■ INSTRUCTIONS TO FOLLOW
Restate word for word the lines of the data below, from the first through the one that has "const ALEX: &str".

--- RECORDS FOR THE TASK Enclosed Below ---

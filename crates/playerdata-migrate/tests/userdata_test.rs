//! User data migration over YAML permission and economy fixtures.
//!
//! Run with: `cargo test -p playerdata-migrate --test userdata_test`

#![allow(clippy::pedantic)]

mod common;

use std::path::Path;
use tempfile::TempDir;

use common::ScriptedPrompter;
use playerdata_migrate::migrators::userdata::{migrate_users, UserDataSources};
use playerdata_migrate::{
    DocumentStore, Error, MemoryStore, MigrationConfig, MigrationContext, MigrationOptions,
    MigratorRegistry,
};

const ALEX: &str = "00000000-0000-4000-8000-000000000001";
const STEVE: &str = "00000000-0000-4000-8000-000000000002";

fn write(path: &Path, content: &str) {
    std::fs::create_dir_all(path.parent().unwrap()).unwrap();
    std::fs::write(path, content).unwrap();
}

fn sources(root: &Path, worlds: &[&str], custom_meta: bool) -> UserDataSources {
    UserDataSources {
        userdata_dir: root.join("Essentials/userdata"),
        permissions_dir: root.join("bPermissions"),
        whitelist: vec!["hero".to_string(), "diamond".to_string()],
        worlds: worlds.iter().map(|w| w.to_string()).collect(),
        custom_meta,
    }
}

fn fixture() -> TempDir {
    let dir = TempDir::new().unwrap();
    write(
        &dir.path().join("bPermissions/world/users.yml"),
        &format!(
            "users:\n  {ALEX}:\n    groups:\n    - Hero\n    - default\n    meta:\n      prefix: '&a[A]'\n      suffix: '!'\n  {STEVE}:\n    groups:\n    - diamond\n"
        ),
    );
    write(
        &dir.path().join(format!("Essentials/userdata/{ALEX}.yml")),
        "lastAccountName: Alex\nmoney: '1500.5'\n",
    );
    write(
        &dir.path().join(format!("Essentials/userdata/{STEVE}.yml")),
        "lastAccountName: Steve\nmoney: 42\n",
    );
    dir
}

#[tokio::test]
async fn test_migrates_users_with_economy_data() {
    let dir = fixture();
    let store = MemoryStore::new();

    let stats = migrate_users(
        &sources(dir.path(), &["world"], false),
        &store,
        &MigrationOptions::default(),
    )
    .await
    .unwrap();

    assert_eq!(stats.migrated, 2);
    assert_eq!(stats.written, 2);
    assert_eq!(store.bulk_writes(), 1);

    let users = store.users();
    let alex = users.iter().find(|u| u.get_str("uuid").is_ok_and(|v| v == ALEX)).unwrap();
    assert_eq!(alex.get_str("name").unwrap(), "Alex");
    assert_eq!(alex.get_f64("balance").unwrap(), 1500.5);
    let groups: Vec<_> = alex
        .get_array("groups")
        .unwrap()
        .iter()
        .filter_map(|g| g.as_str())
        .collect();
    assert_eq!(groups, ["Hero"]);
    assert!(alex.get("custom_prefix").map_or(true, |v| v.as_null().is_some()));

    let steve = users.iter().find(|u| u.get_str("uuid").is_ok_and(|v| v == STEVE)).unwrap();
    assert_eq!(steve.get_f64("balance").unwrap(), 42.0);
}

#[tokio::test]
async fn test_custom_meta_is_copied_when_enabled() {
    let dir = fixture();
    let store = MemoryStore::new();

    migrate_users(
        &sources(dir.path(), &["world"], true),
        &store,
        &MigrationOptions::default(),
    )
    .await
    .unwrap();

    let users = store.users();
    let alex = users.iter().find(|u| u.get_str("uuid").is_ok_and(|v| v == ALEX)).unwrap();
    assert_eq!(alex.get_str("custom_prefix").unwrap(), "&a[A]");
    assert_eq!(alex.get_str("custom_suffix").unwrap(), "!");
}

#[tokio::test]
async fn test_missing_economy_file_defaults() {
    let dir = TempDir::new().unwrap();
    write(
        &dir.path().join("bPermissions/world/users.yml"),
        &format!("users:\n  {ALEX}:\n    groups: []\n"),
    );

    let store = MemoryStore::new();
    migrate_users(
        &sources(dir.path(), &["world"], false),
        &store,
        &MigrationOptions::default(),
    )
    .await
    .unwrap();

    let users = store.users();
    assert_eq!(users.len(), 1);
    assert_eq!(users[0].get_f64("balance").unwrap(), 0.0);
    assert!(!users[0].contains_key("name"));
}

#[tokio::test]
async fn test_later_world_wins_for_same_player() {
    let dir = fixture();
    write(
        &dir.path().join("bPermissions/world_nether/users.yml"),
        &format!("users:\n  {ALEX}:\n    groups:\n    - diamond\n"),
    );

    let store = MemoryStore::new();
    let stats = migrate_users(
        &sources(dir.path(), &["world", "world_nether"], false),
        &store,
        &MigrationOptions::default(),
    )
    .await
    .unwrap();

    assert_eq!(stats.scanned, 3);
    assert_eq!(stats.written, 2);

    let users = store.users();
    assert_eq!(users.len(), 2);
    let alex = users.iter().find(|u| u.get_str("uuid").is_ok_and(|v| v == ALEX)).unwrap();
    let groups: Vec<_> = alex
        .get_array("groups")
        .unwrap()
        .iter()
        .filter_map(|g| g.as_str())
        .collect();
    assert_eq!(groups, ["diamond"]);
}

#[tokio::test]
async fn test_upsert_keeps_existing_user_id() {
    let dir = fixture();
    let store = MemoryStore::new();
    let id = store.insert_user(ALEX).await.unwrap();

    migrate_users(
        &sources(dir.path(), &["world"], false),
        &store,
        &MigrationOptions::default(),
    )
    .await
    .unwrap();

    assert_eq!(store.users().len(), 2);
    assert_eq!(store.find_user_id(ALEX).await.unwrap(), Some(id));
}

#[tokio::test]
async fn test_world_without_users_key_is_skipped() {
    let dir = fixture();
    write(&dir.path().join("bPermissions/creative/users.yml"), "groups: {}\n");

    let store = MemoryStore::new();
    let stats = migrate_users(
        &sources(dir.path(), &["creative", "world"], false),
        &store,
        &MigrationOptions::default(),
    )
    .await
    .unwrap();

    assert_eq!(stats.migrated, 2);
}

#[tokio::test]
async fn test_missing_users_file_is_fatal() {
    let dir = fixture();
    let store = MemoryStore::new();

    let result = migrate_users(
        &sources(dir.path(), &["world", "missing"], false),
        &store,
        &MigrationOptions::default(),
    )
    .await;

    assert!(matches!(result, Err(Error::Config(_))));
    assert_eq!(store.bulk_writes(), 0);
}

#[tokio::test]
async fn test_dry_run_through_registry() {
    let dir = fixture();
    let userdata = dir.path().join("Essentials/userdata");
    let perms = dir.path().join("bPermissions");

    let mut config = MigrationConfig::default();
    config.options.dry_run = true;
    config.answers.insert(
        "userdata".to_string(),
        [
            ("userData", userdata.to_string_lossy().into_owned()),
            ("bPerms", perms.to_string_lossy().into_owned()),
        ]
        .into_iter()
        .map(|(k, v)| (k.to_string(), v))
        .collect(),
    );

    let prompter = ScriptedPrompter::default();
    let mut ctx = MigrationContext::new(config, Box::new(prompter));

    let registry = MigratorRegistry::with_builtin();
    assert!(registry.get("userdata").unwrap().migrate(&mut ctx).await);
}
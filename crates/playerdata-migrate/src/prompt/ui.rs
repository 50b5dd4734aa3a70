//! Console result banners.

use console::{style, Style};

use crate::pipeline::MigrationStats;

/// Prints the result of a migration run.
#[derive(Debug, Default, Clone, Copy)]
pub struct ConsoleUi;

impl ConsoleUi {
    /// Prints the banner shown before the questions.
    pub fn print_header(&self, migrator: &str, description: &str) {
        let cyan = Style::new().cyan().bold();
        println!();
        println!("{} {}", cyan.apply_to("Migrator:"), migrator);
        println!("{}", style(description).dim());
        println!();
    }

    /// Prints success message with stats.
    pub fn print_success(&self, stats: &MigrationStats, dry_run: bool) {
        let green = Style::new().green().bold();
        let bold = Style::new().bold();

        println!();
        if dry_run {
            println!("{}", green.apply_to("✅ Dry run complete (nothing written)"));
        } else {
            println!("{}", green.apply_to("✅ Migration complete!"));
        }
        println!();
        println!("   {} {}", bold.apply_to("Scanned: "), stats.scanned);
        println!("   {} {}", bold.apply_to("Migrated:"), stats.migrated);
        println!("   {} {}", bold.apply_to("Written: "), stats.written);
        println!(
            "   {} {:.1}s",
            bold.apply_to("Duration:"),
            stats.duration_secs
        );
        if stats.empty > 0 {
            println!("   {} {}", style("Empty:   ").dim(), stats.empty);
        }
        if stats.skipped > 0 {
            println!(
                "   {} {} (see warnings above)",
                style("Skipped: ").yellow(),
                stats.skipped
            );
        }
        println!();
    }

    /// Prints error message.
    pub fn print_error(&self, message: &str) {
        println!();
        println!("{} {}", style("❌").red().bold(), message);
    }
}
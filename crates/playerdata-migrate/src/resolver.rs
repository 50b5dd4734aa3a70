//! Remote item table: namespaced item names to legacy numeric ids.
//!
//! Newer player files store item ids as strings (`minecraft:stone`). The
//! numeric ids needed for the legacy material table come from a JSON list
//! published by an external service, fetched once per run.

use reqwest::Client;
use serde::Deserialize;
use std::collections::HashMap;
use std::time::Duration;
use tracing::debug;

use crate::config::ItemTableConfig;
use crate::error::{Error, Result};

/// One entry of the remote item list.
#[derive(Debug, Clone, Deserialize)]
pub struct RemoteItem {
    /// Legacy numeric id.
    #[serde(rename = "type")]
    pub item_type: i32,
    /// Data value of this variant.
    pub meta: i32,
    /// Human-readable name.
    pub name: String,
    /// Item name without namespace, e.g. `stone`.
    pub text_type: String,
}

/// Case-insensitive item name to numeric id table.
#[derive(Debug, Clone, Default)]
pub struct ItemTable {
    ids: HashMap<String, i32>,
}

impl ItemTable {
    /// Builds the table; a later entry with the same name wins.
    pub fn from_items(items: impl IntoIterator<Item = RemoteItem>) -> Self {
        let ids = items
            .into_iter()
            .map(|item| (item.text_type.to_lowercase(), item.item_type))
            .collect();
        Self { ids }
    }

    /// Numeric id of an item name; 0 when unknown.
    ///
    /// Any `namespace:` prefix is ignored.
    #[must_use]
    pub fn resolve(&self, name: &str) -> i32 {
        let bare = name.split_once(':').map_or(name, |(_, rest)| rest);
        self.ids.get(&bare.to_lowercase()).copied().unwrap_or(0)
    }

    /// Number of known names.
    #[must_use]
    pub fn len(&self) -> usize {
        self.ids.len()
    }

    /// True when no names are known.
    #[must_use]
    pub fn is_empty(&self) -> bool {
        self.ids.is_empty()
    }
}

/// Creates the HTTP client used for the item table request.
///
/// # Errors
///
/// Returns [`Error::Http`] if the TLS backend cannot be initialized.
pub fn create_http_client(config: &ItemTableConfig) -> Result<Client> {
    let client = Client::builder()
        .user_agent(config.user_agent.clone())
        .timeout(Duration::from_secs(config.timeout_secs))
        .connect_timeout(Duration::from_secs(config.connect_timeout_secs))
        .build()?;
    Ok(client)
}

/// Fetches the remote item table.
pub struct ItemResolver {
    config: ItemTableConfig,
    client: Client,
}

impl ItemResolver {
    /// Creates a resolver for the configured endpoint.
    ///
    /// # Errors
    ///
    /// Returns an error if the HTTP client cannot be built.
    pub fn new(config: ItemTableConfig) -> Result<Self> {
        let client = create_http_client(&config)?;
        Ok(Self { config, client })
    }

    /// Downloads and indexes the item list with a single request.
    ///
    /// # Errors
    ///
    /// Returns [`Error::Resolution`] on network failure, a non-success
    /// status, a malformed body or an empty list.
    pub async fn fetch(&self) -> Result<ItemTable> {
        let url = &self.config.url;
        debug!("Requesting item table from {}", url);

        let response = self
            .client
            .get(url)
            .send()
            .await
            .map_err(|e| Error::Resolution(format!("request to {} failed: {}", url, e)))?;

        let status = response.status();
        if !status.is_success() {
            return Err(Error::Resolution(format!(
                "{} answered with status {}",
                url, status
            )));
        }

        let items: Vec<RemoteItem> = response
            .json()
            .await
            .map_err(|e| Error::Resolution(format!("malformed item list from {}: {}", url, e)))?;

        if items.is_empty() {
            return Err(Error::Resolution(format!("{} returned no items", url)));
        }

        let table = ItemTable::from_items(items);
        debug!("Item table holds {} names", table.len());
        Ok(table)
    }
}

--- End of Enclosed RECORDS FOR THE TASK ---

■ SOLUTION TO THE EXERCISE
filename crates/playerdata-migrate/tests/userdata_test.rs
//! User data migration over YAML permission and economy fixtures.
//!
//! Run with: `cargo test -p playerdata-migrate --test userdata_test`

#![allow(clippy::pedantic)]

mod common;

use std::path::Path;
use tempfile::TempDir;

use common::ScriptedPrompter;
use playerdata_migrate::migrators::userdata::{migrate_users, UserDataSources};
use playerdata_migrate::{
    DocumentStore, Error, MemoryStore, MigrationConfig, MigrationContext, MigrationOptions,
    MigratorRegistry,
};

const ALEX: &str = "00000000-0000-4000-8000-000000000001";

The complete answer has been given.